Let's check the loss trajectory for the last 2000 steps to see if (visually) the optimization has converged:

In [None]:
plt.figure(figsize=(6, 4))
plt.plot(svi_results1.losses[-2000:])
plt.xlabel("Training epoch")
plt.ylabel("Loss")

The loss function evolution looks approximately stable, so we will assume that the MAP optimization has converged. We can now evaluate the model on the test data and compare the results to the true labels.

In [None]:
fixed_params1 = {
    "label": {"A": opt_params1["label"]["A"]},
    "flux": {"A": opt_params1["flux"]["A"]},
}

test_opt_params1, test_svi_results1 = model1.optimize(
    test_data,
    rng_key=jax.random.PRNGKey(12345),
    optimizer=numpyro.optim.Adam(1e-3),
    num_steps=32_768,
    fixed_params=fixed_params1,
    svi_run_kwargs={"progress_bar": False},
)
test_svi_results1.losses.block_until_ready()[-1]

In [None]:
predict_test_values1 = model1.predict_outputs(
    test_opt_params1["latents"], fixed_params1
)

In [None]:
pt_style = {"ls": "none", "ms": 2.0, "alpha": 0.5, "marker": "o", "color": "k"}

fig, axes = plt.subplots(1, 2, figsize=(8, 4), layout="constrained")
for i in range(predict_test_values1["label"].shape[1]):
    axes[i].plot(
        predict_test_values1["label"][:, i], test_data["label"].data[:, i], **pt_style
    )
    axes[i].set(xlabel=f"Predicted label {i}", ylabel=f"True label {i}")
    axes[i].axline([0, 0], slope=1, color="tab:green", zorder=-100)
_ = fig.suptitle("Test set: predicted vs. true labels", fontsize=22)

It looks like the model is doing a reasonable job of recovering the true labels, but the prediction error (variance) is large for the test set labels. We will now demonstrate how to improve this by adding a parameter to learn the systematic error.

### Model 2: _Lux_ with an inferred vector of extra flux uncertainties

We will now add a vector parameter to the model to learn the systematic error at each spectral pixel. We do this by specifying a custom {py:class}`~pollux.models.transforms.LinearTransform` instance with an additional parameter, `s`, to capture the systematic error. We will set the prior on this parameter to be a half-Normal distribution (a normal truncated at 0) with a mean of 0 and a standard deviation of 5 (i.e. we expect the systematic error to be small but allow the possibility of it being large). 

In [None]:
model2 = plx.LuxModel(latent_size=8)

# Here we construct a LinearTransform instance with custom priors on the parameters.
# The transform has only one parameter, `A`, which is a matrix of shape (n_flux,
# n_latents). But we also include the special name `s` in the priors, which is a vector
# of shape (n_flux,) that will be added in quadrature to the flux uncertainties when
# evaluating the likelihood.
flux_trans = LinearTransform(
    output_size=n_flux,
    param_priors={
        "A": dist.Normal(0.0, 1.0),
        "s": dist.HalfNormal(5.0).expand((n_flux,)),  # <--- the added parameter!
    },
)
model2.register_output("flux", transform=flux_trans)
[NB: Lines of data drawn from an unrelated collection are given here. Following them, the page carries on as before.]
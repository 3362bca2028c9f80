//! Route definitions for the `/auth` resource.

use axum::routing::{get, post};
use axum::Router;

use crate::handlers::auth;
use crate::state::AppState;

/// Routes mounted at `/auth`.
///
/// ```text
/// POST /login     -> login       (public; sends magic link)
/// POST /verify    -> verify      (public; consumes magic link)
/// POST /refresh   -> refresh     (public; rotates refresh token)
/// POST /logout    -> logout      (requires auth)
/// GET  /me        -> me          (requires auth)
/// PATCH /me       -> update_me   (requires auth)
/// ```
pub fn router() -> Router<AppState> {
    Router::new()
        .route("/login", post(auth::login))
        .route("/verify", post(auth::verify))
        .route("/refresh", post(auth::refresh))
        .route("/logout", post(auth::logout))
        .route("/me", get(auth::me).patch(auth::update_me))
}
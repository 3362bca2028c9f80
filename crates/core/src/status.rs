//! Canonical status and type enums for requests, platforms, and billing.
//!
//! There is exactly one spelling for each value: lower-case snake_case,
//! used in JSON, in the database, and in logs. `as_str`/`TryFrom<String>`
//! convert at the storage boundary; serde converts at the HTTP boundary.

use serde::{Deserialize, Serialize};

/// The kind of deletion request a user opens against a platform.
#[derive(Debug, Clone, Copy, PartialEq, Eq, Serialize, Deserialize)]
#[serde(rename_all = "snake_case")]
pub enum RequestType {
    AccountDeletion,
    DataExport,
    GdprRequest,
    PartialDeletion,
}

impl RequestType {
    pub fn as_str(&self) -> &'static str {
        match self {
            RequestType::AccountDeletion => "account_deletion",
            RequestType::DataExport => "data_export",
            RequestType::GdprRequest => "gdpr_request",
            RequestType::PartialDeletion => "partial_deletion",
        }
    }
}

impl TryFrom<String> for RequestType {
    type Error = String;

    fn try_from(value: String) -> Result<Self, Self::Error> {
        match value.as_str() {
            "account_deletion" => Ok(RequestType::AccountDeletion),
            "data_export" => Ok(RequestType::DataExport),
            "gdpr_request" => Ok(RequestType::GdprRequest),
            "partial_deletion" => Ok(RequestType::PartialDeletion),
            other => Err(format!("unknown request type '{other}'")),
        }
    }
}

/// Lifecycle status of a deletion request.
///
/// `pending → in_progress → completed`, with `submitted` once a letter has
/// gone out, `action_required` as a side branch, and `rejected` terminal.
#[derive(Debug, Clone, Copy, PartialEq, Eq, Serialize, Deserialize)]
#[serde(rename_all = "snake_case")]
pub enum RequestStatus {
    Pending,
    Submitted,
    InProgress,
    Completed,
    Rejected,
    ActionRequired,
}

impl RequestStatus {
    pub fn as_str(&self) -> &'static str {
        match self {
            RequestStatus::Pending => "pending",
            RequestStatus::Submitted => "submitted",
            RequestStatus::InProgress => "in_progress",
            RequestStatus::Completed => "completed",
            RequestStatus::Rejected => "rejected",
            RequestStatus::ActionRequired => "action_required",
        }
    }
}

impl TryFrom<String> for RequestStatus {
    type Error = String;

    fn try_from(value: String) -> Result<Self, Self::Error> {
        match value.as_str() {
            "pending" => Ok(RequestStatus::Pending),
            "submitted" => Ok(RequestStatus::Submitted),
            "in_progress" => Ok(RequestStatus::InProgress),
            "completed" => Ok(RequestStatus::Completed),
            "rejected" => Ok(RequestStatus::Rejected),
            "action_required" => Ok(RequestStatus::ActionRequired),
            other => Err(format!("unknown request status '{other}'")),
        }
    }
}

/// Per-user cached status of a platform, derived from its deletion request.
#[derive(Debug, Clone, Copy, PartialEq, Eq, Serialize, Deserialize)]
#[serde(rename_all = "snake_case")]
pub enum PlatformStatus {
    NotStarted,
    InProgress,
    Completed,
    ActionRequired,
}

impl PlatformStatus {
    pub fn as_str(&self) -> &'static str {
        match self {
            PlatformStatus::NotStarted => "not_started",
            PlatformStatus::InProgress => "in_progress",
            PlatformStatus::Completed => "completed",
            PlatformStatus::ActionRequired => "action_required",
        }
    }
}

impl TryFrom<String> for PlatformStatus {
    type Error = String;

    fn try_from(value: String) -> Result<Self, Self::Error> {
        match value.as_str() {
            "not_started" => Ok(PlatformStatus::NotStarted),
            "in_progress" => Ok(PlatformStatus::InProgress),
            "completed" => Ok(PlatformStatus::Completed),
            "action_required" => Ok(PlatformStatus::ActionRequired),
            other => Err(format!("unknown platform status '{other}'")),
        }
    }
}

/// How hard it is to delete an account on a platform.
#[derive(Debug, Clone, Copy, PartialEq, Eq, Serialize, Deserialize)]
#[serde(rename_all = "snake_case")]
pub enum Difficulty {
    Easy,
    Medium,
    Hard,
}

impl Difficulty {
    pub fn as_str(&self) -> &'static str {
        match self {
            Difficulty::Easy => "easy",
            Difficulty::Medium => "medium",
            Difficulty::Hard => "hard",
        }
    }
}

impl TryFrom<String> for Difficulty {
    type Error = String;

    fn try_from(value: String) -> Result<Self, Self::Error> {
        match value.as_str() {
            "easy" => Ok(Difficulty::Easy),
            "medium" => Ok(Difficulty::Medium),
            "hard" => Ok(Difficulty::Hard),
            other => Err(format!("unknown difficulty '{other}'")),
        }
    }
}

/// Billing plan tier.
#[derive(Debug, Clone, Copy, PartialEq, Eq, Serialize, Deserialize)]
#[serde(rename_all = "snake_case")]
pub enum Plan {
    Free,
    Pro,
    Business,
}

impl Plan {
    pub fn as_str(&self) -> &'static str {
        match self {
            Plan::Free => "free",
            Plan::Pro => "pro",
            Plan::Business => "business",
        }
    }
}

impl TryFrom<String> for Plan {
    type Error = String;

    fn try_from(value: String) -> Result<Self, Self::Error> {
        match value.as_str() {
            "free" => Ok(Plan::Free),
            "pro" => Ok(Plan::Pro),
            "business" => Ok(Plan::Business),
            other => Err(format!("unknown plan '{other}'")),
        }
    }
}

/// Who authored a chat message.
#[derive(Debug, Clone, Copy, PartialEq, Eq, Serialize, Deserialize)]
#[serde(rename_all = "snake_case")]
pub enum ChatRole {
    User,
    Assistant,
}

impl ChatRole {
    pub fn as_str(&self) -> &'static str {
        match self {
            ChatRole::User => "user",
            ChatRole::Assistant => "assistant",
        }
    }
}

impl TryFrom<String> for ChatRole {
    type Error = String;

    fn try_from(value: String) -> Result<Self, Self::Error> {
        match value.as_str() {
            "user" => Ok(ChatRole::User),
            "assistant" => Ok(ChatRole::Assistant),
            other => Err(format!("unknown chat role '{other}'")),
        }
    }
}

/// Billing subscription status, mapped from the payment provider's states.
#[derive(Debug, Clone, Copy, PartialEq, Eq, Serialize, Deserialize)]
#[serde(rename_all = "snake_case")]
pub enum SubscriptionStatus {
    Active,
    PastDue,
    Canceled,
    Unpaid,
    Inactive,
}

impl SubscriptionStatus {
    pub fn as_str(&self) -> &'static str {
        match self {
            SubscriptionStatus::Active => "active",
            SubscriptionStatus::PastDue => "past_due",
            SubscriptionStatus::Canceled => "canceled",
            SubscriptionStatus::Unpaid => "unpaid",
            SubscriptionStatus::Inactive => "inactive",
        }
    }

    /// Map a Stripe subscription status string to our taxonomy.
    ///
    /// Anything we do not track explicitly (`trialing`, `paused`, ...)
    /// collapses to `inactive`; those states all mean "not billable".
    pub fn from_stripe(status: &str) -> Self {
        match status {
            "active" => SubscriptionStatus::Active,
            "past_due" => SubscriptionStatus::PastDue,
            "canceled" => SubscriptionStatus::Canceled,
            "unpaid" => SubscriptionStatus::Unpaid,
            _ => SubscriptionStatus::Inactive,
        }
    }
}

impl TryFrom<String> for SubscriptionStatus {
    type Error = String;

    fn try_from(value: String) -> Result<Self, Self::Error> {
        match value.as_str() {
            "active" => Ok(SubscriptionStatus::Active),
            "past_due" => Ok(SubscriptionStatus::PastDue),
            "canceled" => Ok(SubscriptionStatus::Canceled),
            "unpaid" => Ok(SubscriptionStatus::Unpaid),
            "inactive" => Ok(SubscriptionStatus::Inactive),
            other => Err(format!("unknown subscription status '{other}'")),
        }
    }
}

#[cfg(test)]
mod tests {
    use super::*;

    #[test]
    fn test_request_status_round_trips() {
        for status in [
            RequestStatus::Pending,
            RequestStatus::Submitted,
            RequestStatus::InProgress,
            RequestStatus::Completed,
            RequestStatus::Rejected,
            RequestStatus::ActionRequired,
        ] {
            let parsed = RequestStatus::try_from(status.as_str().to_string())
                .expect("canonical spelling must parse");
            assert_eq!(parsed, status);
        }
    }

    #[test]
    fn test_upper_case_spellings_rejected() {
        // Upper-case spellings are not an accepted alias.
        assert!(RequestStatus::try_from("COMPLETED".to_string()).is_err());
        assert!(RequestType::try_from("ACCOUNT_DELETION".to_string()).is_err());
        assert!(PlatformStatus::try_from("NOT_STARTED".to_string()).is_err());
    }

    #[test]
    fn test_serde_uses_snake_case() {
        let json = serde_json::to_string(&RequestStatus::ActionRequired).unwrap();
        assert_eq!(json, "\"action_required\"");

        let back: RequestType = serde_json::from_str("\"data_export\"").unwrap();
        assert_eq!(back, RequestType::DataExport);
    }

    #[test]
    fn test_stripe_status_mapping() {
        assert_eq!(
            SubscriptionStatus::from_stripe("active"),
            SubscriptionStatus::Active
        );
        assert_eq!(
            SubscriptionStatus::from_stripe("past_due"),
            SubscriptionStatus::PastDue
        );
        assert_eq!(
            SubscriptionStatus::from_stripe("trialing"),
            SubscriptionStatus::Inactive
        );
    }
}
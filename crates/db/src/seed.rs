//! Startup seeding of the platform catalog.

use slettmeg_core::catalog::PLATFORM_CATALOG;
use sqlx::PgPool;

/// Upsert the built-in platform catalog, keyed by slug.
///
/// Existing rows are refreshed with the current catalog copy so deploys
/// pick up edits; rows for slugs no longer in the catalog are left alone
/// (users may have requests pointing at them). Returns the number of
/// catalog entries applied.
pub async fn seed_platforms(pool: &PgPool) -> Result<usize, sqlx::Error> {
    for entry in PLATFORM_CATALOG {
        sqlx::query(
            "INSERT INTO platforms (name, slug, category, description, difficulty, estimated_time, guide_url)
             VALUES ($1, $2, $3, $4, $5, $6, $7)
             ON CONFLICT ON CONSTRAINT uq_platforms_slug DO UPDATE SET
                name = EXCLUDED.name,
                category = EXCLUDED.category,
                description = EXCLUDED.description,
                difficulty = EXCLUDED.difficulty,
                estimated_time = EXCLUDED.estimated_time,
                guide_url = EXCLUDED.guide_url",
        )
        .bind(entry.name)
        .bind(entry.slug)
        .bind(entry.category)
        .bind(entry.description)
        .bind(entry.difficulty.as_str())
        .bind(entry.estimated_time)
        .bind(entry.guide_url)
        .execute(pool)
        .await?;
    }
    tracing::info!(count = PLATFORM_CATALOG.len(), "platform catalog seeded");
    Ok(PLATFORM_CATALOG.len())
}
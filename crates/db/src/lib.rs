//! Database layer: pool setup, migrations, models, and repositories.

pub mod models;
pub mod repositories;
pub mod seed;

use sqlx::postgres::PgPoolOptions;
use sqlx::PgPool;

pub type DbPool = PgPool;

/// Create a connection pool against the given database URL.
pub async fn create_pool(database_url: &str) -> Result<DbPool, sqlx::Error> {
    PgPoolOptions::new()
        .max_connections(20)
        .connect(database_url)
        .await
}

/// Run all pending migrations.
pub async fn run_migrations(pool: &DbPool) -> Result<(), sqlx::migrate::MigrateError> {
    sqlx::migrate!("./migrations").run(pool).await
}

/// Cheap connectivity probe used at startup and by the health endpoint.
pub async fn health_check(pool: &DbPool) -> Result<(), sqlx::Error> {
    sqlx::query("SELECT 1").execute(pool).await?;
    Ok(())
}
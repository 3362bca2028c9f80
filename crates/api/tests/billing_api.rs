//! Integration tests for the billing endpoints with Stripe disabled, plus
//! the subscription read path which works without Stripe.

mod common;

use axum::http::StatusCode;
use common::{body_json, get_auth, post_json_auth};
use sqlx::PgPool;

/// Every account reads back a subscription; missing rows are repaired to
/// the free plan.
#[sqlx::test(migrations = "../db/migrations")]
async fn test_get_subscription_defaults_to_free(pool: PgPool) {
    let (_user, token) = common::create_authed_user(&pool, "free@example.com").await;

    let response = get_auth(
        common::build_test_app(pool),
        "/api/v1/billing/subscription",
        &token,
    )
    .await;
    assert_eq!(response.status(), StatusCode::OK);

    let json = body_json(response).await;
    assert_eq!(json["data"]["plan"], "free");
    assert_eq!(json["data"]["status"], "active");
    // Stripe identifiers never leave the API.
    assert!(json["data"]["stripe_customer_id"].is_null());
}

/// Checkout, portal, and webhook all answer 503 while Stripe is not
/// configured.
#[sqlx::test(migrations = "../db/migrations")]
async fn test_billing_endpoints_unavailable_without_stripe(pool: PgPool) {
    let (_user, token) = common::create_authed_user(&pool, "stripe@example.com").await;

    let response = post_json_auth(
        common::build_test_app(pool.clone()),
        "/api/v1/billing/checkout",
        &token,
        serde_json::json!({ "plan": "pro" }),
    )
    .await;
    assert_eq!(response.status(), StatusCode::SERVICE_UNAVAILABLE);

    let response = post_json_auth(
        common::build_test_app(pool.clone()),
        "/api/v1/billing/portal",
        &token,
        serde_json::json!({}),
    )
    .await;
    assert_eq!(response.status(), StatusCode::SERVICE_UNAVAILABLE);

    let response = common::post_json(
        common::build_test_app(pool),
        "/api/v1/billing/webhook",
        serde_json::json!({}),
    )
    .await;
    assert_eq!(response.status(), StatusCode::SERVICE_UNAVAILABLE);
}

/// The chat assistant likewise degrades to 503 when unconfigured.
#[sqlx::test(migrations = "../db/migrations")]
async fn test_chat_unavailable_without_assistant(pool: PgPool) {
    let (_user, token) = common::create_authed_user(&pool, "chat@example.com").await;

    let response = post_json_auth(
        common::build_test_app(pool.clone()),
        "/api/v1/chat",
        &token,
        serde_json::json!({ "message": "Hei" }),
    )
    .await;
    assert_eq!(response.status(), StatusCode::SERVICE_UNAVAILABLE);

    // History still works; it never touches the model.
    let response = get_auth(common::build_test_app(pool), "/api/v1/chat/messages", &token).await;
    assert_eq!(response.status(), StatusCode::OK);
    let json = body_json(response).await;
    assert_eq!(json["data"].as_array().unwrap().len(), 0);
}
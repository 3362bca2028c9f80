//! Chat message entity model.

use serde::Serialize;
use slettmeg_core::status::ChatRole;
use slettmeg_core::types::{DbId, Timestamp};
use sqlx::FromRow;

/// A chat message row from the `chat_messages` table.
#[derive(Debug, Clone, FromRow, Serialize)]
pub struct ChatMessage {
    pub id: DbId,
    pub user_id: DbId,
    #[sqlx(try_from = "String")]
    pub role: ChatRole,
    pub content: String,
    pub created_at: Timestamp,
}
# We register the label output as before, but we could have also added an unknown
# systematic uncertainty here
model2.register_output("label", transform=LinearTransform(output_size=n_labels))

We now optimize as before:

In [None]:
opt_params2, svi_results2 = model2.optimize(
    train_data,
    rng_key=jax.random.PRNGKey(112358),
    optimizer=numpyro.optim.Adam(1e-3),
    num_steps=32768,
    svi_run_kwargs={"progress_bar": False},
)
svi_results2.losses.block_until_ready()[-1]

And then optimize and evaluate the model on the test data:

In [None]:
fixed_params2 = {
    "label": {"A": opt_params2["label"]["A"]},
    "flux": {"A": opt_params2["flux"]["A"], "s": opt_params2["flux"]["s"]},
}

test_opt_params2, test_svi_results2 = model2.optimize(
    test_data,
    rng_key=jax.random.PRNGKey(12345),
    optimizer=numpyro.optim.Adam(1e-3),
    num_steps=32_768,
    fixed_params=fixed_params2,
    svi_run_kwargs={"progress_bar": False},
)
test_svi_results2.losses.block_until_ready()[-1]

In [None]:
predict_test_values2 = model2.predict_outputs(
    test_opt_params2["latents"], fixed_params2
)

In [None]:
fig, axes = plt.subplots(1, 2, figsize=(8, 4), layout="constrained")
for i in range(predict_test_values2["label"].shape[1]):
    axes[i].plot(
        predict_test_values2["label"][:, i], test_data["label"].data[:, i], **pt_style
    )
    axes[i].set(xlabel=f"Predicted label {i}", ylabel=f"True label {i}")
    axes[i].axline([0, 0], slope=1, color="tab:green", zorder=-100)
_ = fig.suptitle("Test set: predicted vs. true labels", fontsize=22)

We can see visually here that the model with the systematic error parameter is doing a better job of recovering the true labels, with much less scatter in the predictions. We can also compare the loss function values for the two models:

In [None]:
test_svi_results1.losses[-1], test_svi_results2.losses[-1]

The model with the systematic error parameter (model 2) has a much lower loss value (which, here, is related to the negative log-posterior probability of the model).

We can also compare the inferred systematic error parameter to the true systematic error:

In [None]:
inferred_s = all_data["flux"].preprocessor.inverse_transform_err(
    opt_params2["flux"]["s"]
)

plt.figure(figsize=(6, 4))
plt.plot(inferred_s, label="Inferred systematic error")
plt.plot(true_systematic_err, label="True systematic error")
plt.xlabel("Spectral pixel")
plt.ylabel("Systematic error")
plt.legend(loc="lower left")

To summarize, we have demonstrated how to incorporate a systematic error term into the _Lux_ model to account for underestimated uncertainties in the data. We added a parameter to capture this for the spectral fluxes, per pixel. But we could have instead added a single value of the error inflation (i.e. for all pixels), or added a similar parameter for the label data. This can significantly improve the model's ability to accurately predict label values, as demonstrated on simulated data. 

More complex modifications of the models or additional parameters (e.g., adding a simultaneous model of the continuum flux shape) can also be incorporated, but that requires implementing a custom numpyro model. We will demonstrate this in a subsequent tutorial.